Hippocrates himself said “Nature is the best Physician”. Being outside promotes a healthy lifestyle which enables physical activity, also improving sleep patterns and increasing life expectancy. Being outside is proven to be relaxing, reducing heart rate, muscle tension and stress, which all account for risk of cardiovascular disease. Scientists are currently studying the correlation to chronic health conditions and the proximity of their residence to green spaces, as they are finding the further people live from nature, the more susceptible they are to chronic illness and disease.
According to a study in the Journal of Aging and Health “adults over 70 who spent time outdoors experienced fewer sleep difficulties, complained less about aches and pains, and enjoyed improved mobility and ability to perform daily activities.”
Illness, injury and surgery can all cause stress and anxiety making for a longer healing process. Research has found that patients recovering with access to the outdoors and nature not only heal their injuries faster, but they quite often require less pain medication, have shorter hospital stays and experience fewer complications.
When we spend time in nature, or have natural surroundings close to us, our mental health also improves and we are at a lower risk of depression. Being in nature, people can psychologically recover faster, strengthen mental capacities and increase focus and attention. The outdoors also serve as a gathering place where you can meet with friends or family, or run into your neighbor or meet someone new. All of these social interactions have a huge impact on our mental health and reduce isolation by improving social connection.
Some cities recognize the long term beneficial impacts of having green spaces and have been planting trees to provide nature-scapes in the densest of populations. “We’ve found in neighborhoods that receive tree plantings or other greening initiatives, that people tend to have better attitudes towards their neighbors, “said Kondo, “which in turn often results in better relationships.”
With so many changes in our lives over the last 20 years, more and more children especially are disconnecting from nature and spending far too much time indoors. According to the National Wildlife Federation, “The average American child spends as few as 30 minutes in unstructured outdoor play each day and more than seven hours each day in front of an electronic screen.” The Mayo Clinic advises that too much screen time can be linked to obesity, behavioral issues, irregular sleep, suffering academic grades and even violence.
The electronic screens are very attention grabbing and exciting which can trigger the release of dopamine, thus making us associate screens with something that is good and something that we want more of, despite it actually being bad for us. Spending more time outside increases attention spans, decreases aggression and inspires creativity in children.
The National Wildlife Federation recognizes the need for children to spend more time outside and develop a relationship with nature, for their health and for the sake of the environment. They have set a three year goal to get 21 million American children, teens and young adults out of their houses and into the outdoors. “This goal propels us toward a future in which all kids spend time outside each day, creating a generation of happier, healthier children with more awareness and connection to the natural world.”
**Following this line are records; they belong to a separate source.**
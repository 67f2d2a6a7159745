//! Location of descriptor documents by name.
//!
//! A document name may be a `file:` URL,
//! the logical name of a document bundled with this crate,
//! or (where allowed) a path to a regular file.
use std::fs::File;
use std::io::{self, Read};
use std::path::{Path, PathBuf};
use url::Url;

/// Logical name of the bundled reader descriptor document.
pub const READERS_RESOURCE: &str = "dicom-codec-registry/image-readers.xml";

/// Logical name of the bundled writer descriptor document.
pub const WRITERS_RESOURCE: &str = "dicom-codec-registry/image-writers.xml";

static BUNDLED: &[(&str, &str)] = &[
    (READERS_RESOURCE, include_str!("../resources/image-readers.xml")),
    (WRITERS_RESOURCE, include_str!("../resources/image-writers.xml")),
];

/// A located descriptor document, ready to be opened.
#[derive(Debug, Clone, PartialEq, Eq)]
pub enum Resource {
    /// A document compiled into the program
    Bundled(&'static str),
    /// A document in the file system
    File(PathBuf),
}

impl Resource {
    /// Open the document for reading.
    pub fn open(&self) -> io::Result<Box<dyn Read + Send>> {
        match self {
            Resource::Bundled(content) => Ok(Box::new(content.as_bytes())),
            Resource::File(path) => Ok(Box::new(File::open(path)?)),
        }
    }
}

/// Trait for resolving descriptor document names.
pub trait ResourceLocator {
    /// Find the document with the given name,
    /// or `None` if no such document exists.
    fn resolve(&self, name: &str) -> Option<Resource>;
}

impl<T: ?Sized> ResourceLocator for &T
where
    T: ResourceLocator,
{
    fn resolve(&self, name: &str) -> Option<Resource> {
        (**self).resolve(name)
    }
}

/// The standard resource locator.
///
/// Names are tried as a URL first (only the `file` scheme is supported),
/// then as a bundled document,
/// then, if enabled, as a path to an existing regular file.
#[derive(Debug, Default, Copy, Clone, PartialEq, Eq)]
pub struct DefaultLocator {
    filesystem_fallback: bool,
}

impl DefaultLocator {
    /// Create a locator which may also resolve plain file paths.
    pub fn with_filesystem() -> Self {
        DefaultLocator {
            filesystem_fallback: true,
        }
    }

    /// Create a locator for URLs and bundled documents only.
    pub fn without_filesystem() -> Self {
        DefaultLocator {
            filesystem_fallback: false,
        }
    }
}

impl ResourceLocator for DefaultLocator {
    fn resolve(&self, name: &str) -> Option<Resource> {
        if let Some(url) = parse_url(name) {
            if url.scheme() != "file" {
                return None;
            }
            return url.to_file_path().ok().map(Resource::File);
        }

        let logical = name.trim_start_matches('/');
        if let Some((_, content)) = BUNDLED.iter().find(|(n, _)| *n == logical) {
            return Some(Resource::Bundled(*content));
        }

        if self.filesystem_fallback && Path::new(name).is_file() {
            return Some(Resource::File(PathBuf::from(name)));
        }
        None
    }
}

/// Parse a name as an absolute URL.
///
/// Single letter schemes are not recognized,
/// so that Windows drive letters stay paths.
fn parse_url(name: &str) -> Option<Url> {
    Url::parse(name).ok().filter(|url| url.scheme().len() > 1)
}

#[cfg(test)]
mod tests {
    use super::*;
    use std::io::Write;

    #[test]
    fn resolves_bundled_documents() {
        let locator = DefaultLocator::without_filesystem();
        assert!(matches!(
            locator.resolve(READERS_RESOURCE),
            Some(Resource::Bundled(_))
        ));
        assert!(matches!(
            locator.resolve("/dicom-codec-registry/image-writers.xml"),
            Some(Resource::Bundled(_))
        ));
        assert_eq!(locator.resolve("dicom-codec-registry/missing.xml"), None);
    }

    #[test]
    fn resolves_file_urls() {
        let locator = DefaultLocator::without_filesystem();
        assert_eq!(
            locator.resolve("file:///etc/codecs.xml"),
            Some(Resource::File(PathBuf::from("/etc/codecs.xml")))
        );
        assert_eq!(
            locator.resolve("file://localhost/etc/codecs.xml"),
            Some(Resource::File(PathBuf::from("/etc/codecs.xml")))
        );
        assert_eq!(
            locator.resolve("file:/etc/codecs.xml"),
            Some(Resource::File(PathBuf::from("/etc/codecs.xml")))
        );
        assert_eq!(locator.resolve("https://example.com/codecs.xml"), None);
    }

    #[test]
    fn filesystem_fallback_only_when_enabled() {
        let mut file = tempfile::NamedTempFile::new().unwrap();
        file.write_all(b"<ImageReaderFactory/>").unwrap();
        let path = file.path().to_str().unwrap().to_string();

        assert_eq!(
            DefaultLocator::with_filesystem().resolve(&path),
            Some(Resource::File(PathBuf::from(&path)))
        );
        assert_eq!(DefaultLocator::without_filesystem().resolve(&path), None);

        // directories are not documents
        let dir = tempfile::tempdir().unwrap();
        let dir_path = dir.path().to_str().unwrap();
        assert_eq!(DefaultLocator::with_filesystem().resolve(dir_path), None);
    }

    #[test]
    fn file_urls_are_percent_decoded() {
        let dir = tempfile::tempdir().unwrap();
        let path = dir.path().join("my readers.xml");
        std::fs::write(&path, "<ImageReaderFactory/>").unwrap();
        let url = Url::from_file_path(&path).unwrap();
        assert!(url.as_str().ends_with("my%20readers.xml"));

        let resource = DefaultLocator::without_filesystem()
            .resolve(url.as_str())
            .unwrap();
        assert_eq!(resource, Resource::File(path));
        assert!(resource.open().is_ok());
    }

    #[test]
    fn drive_letters_are_not_schemes() {
        assert!(parse_url("C:\\codecs.xml").is_none());
        assert_eq!(parse_url("file:/x").map(|u| u.scheme().to_string()).as_deref(), Some("file"));
        assert!(parse_url("dicom-codec-registry/image-readers.xml").is_none());
    }
}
The National Wildlife Federation’s Green Hour Program was created to encourage and enable parents, grandparents, caregivers, schools and childcare centers to set aside one hour each day for children to play and learn in nature. The “Green Hour” is based on research from the Centers for Disease Control and the Academy of America Pediatrics which shows that “the best way to connect young people to a lifelong concern for nature, wildlife, and the outdoors is through regular positive experiences.”
Each week new activities are provided to connect children to nature, such as becoming a wildlife detective, crafting with found items in the forest to creating a nature notebook. Here is the link to log on and choose your season and your activity!
In closing, spring is here and we all need to get outside and enjoy it! We are all so fortunate to live in Fanny Bay with trees and birds and mountains all around us. It is terrifying to think how many young people especially 20 and under are disconnected from our natural world. It is so important for our health and the health of the planet for all ages to have a connection with nature and an appreciation of its awesomeness. Get out and enjoy every moment!